# Pressure and Temperature question: Ideal Gas Laws

1. Dec 28, 2011

### shyguy79

1. The problem statement, all variables and given/known data

Find the pressure and temperature when given the following data on helium gas:

Volume (V) = 0.10 m^3 ** Helium mass (m) = 4.0 amu ** Number of atoms (N) = 3.0 x 10^24

Assuming PV = 1 then P=1/V then Pressure = 1.0 / 0.10m^3 = 10Pa

2. Relevant equations
PV = NkT arranged for T = PV/Nk OR PV = nRT arranged for T = PV/nR

3. The attempt at a solution
Mm = Mr x 10-3 = 4.0 x 10-3 so the mass is 4.0 x 10^-3 / 6.02 x 1023 = 6.6 x 10^-27

The temperature T is then:
T = PV/Nk
T = P x 0.10m^3 / 3.0 × 10^24 mol−1 x 1.381 × 10^−23 J K−1

But I have no idea how to get Pressure - Ive tried using Boyles law PV = constant but get lost

Any pointers would be deeply appreciated

2. Dec 29, 2011

### Staff: Mentor

One mole of an ideal gas will occupy a volume of 22.4 liters at STP (Standard Temperature and Pressure, 0°C and one atmosphere pressure).

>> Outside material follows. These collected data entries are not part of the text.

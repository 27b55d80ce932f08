//! Lian World Viewer 库。
//!
//! 核心是 [`rendering::viewport::Camera`]：固定分辨率视口与分级缩放底图之间的
//! 坐标映射、边缘滚动与点击缩放。其余模块为它提供底图、配置与界面。

pub mod config;
pub mod core;
pub mod rendering;
pub mod ui;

Though I think you still are lacking some information.

3. Dec 29, 2011

### shyguy79

Thanks for the reply, that's all I've been given - been told Charles Law and Botles Law may come in handy but don't know how!?

4. Dec 29, 2011

### Staff: Mentor

Charles' and Boyle's Laws are just special cases of the general gas law.

You are looking at: $PV \div T$ = constant
but I think you can only find the quotient $P \div T$

5. Dec 29, 2011

### technician

You are given the number of atoms = 3 x 10^24 which = 5moles (n)
If you substitute this into PV = nRT you can get T but the answer is not sensible ?????
I can't see why you have been given the mass of He atom = 4 amu !!!

6. Dec 29, 2011

### Staff: Mentor

It's possible that one might have to resort to the isentropic relationships for an ideal gas.

7. Dec 29, 2011

### technician

I think I have just realised that shyguy is assuming that PV=1.... it is not a given in the question....I don't know any more to add!!!!!!

8. Dec 29, 2011

### shyguy79

Yes, but working out the math the pressure would be 10 Pascals and the Temperature would 0.0012 Kelvin - and that make hardly any sense!

9. Jan 4, 2012

### Staff: Mentor

Does your textbook provide the answer to this?

10. Jan 4, 2012

### shyguy79

No, it's an assignment question but reading through the full wording it appears that the peak velocity is 1100m/s

11. Jan 4, 2012

### Staff: Mentor

Is it really late at night where you are? :uhh:

Velocity does not enter into the question. Well, only tangentially.

12. Jan 5, 2012

### mullac phie

13. Jan 5, 2012

### shyguy79

Thank you!! Just what I was looking for!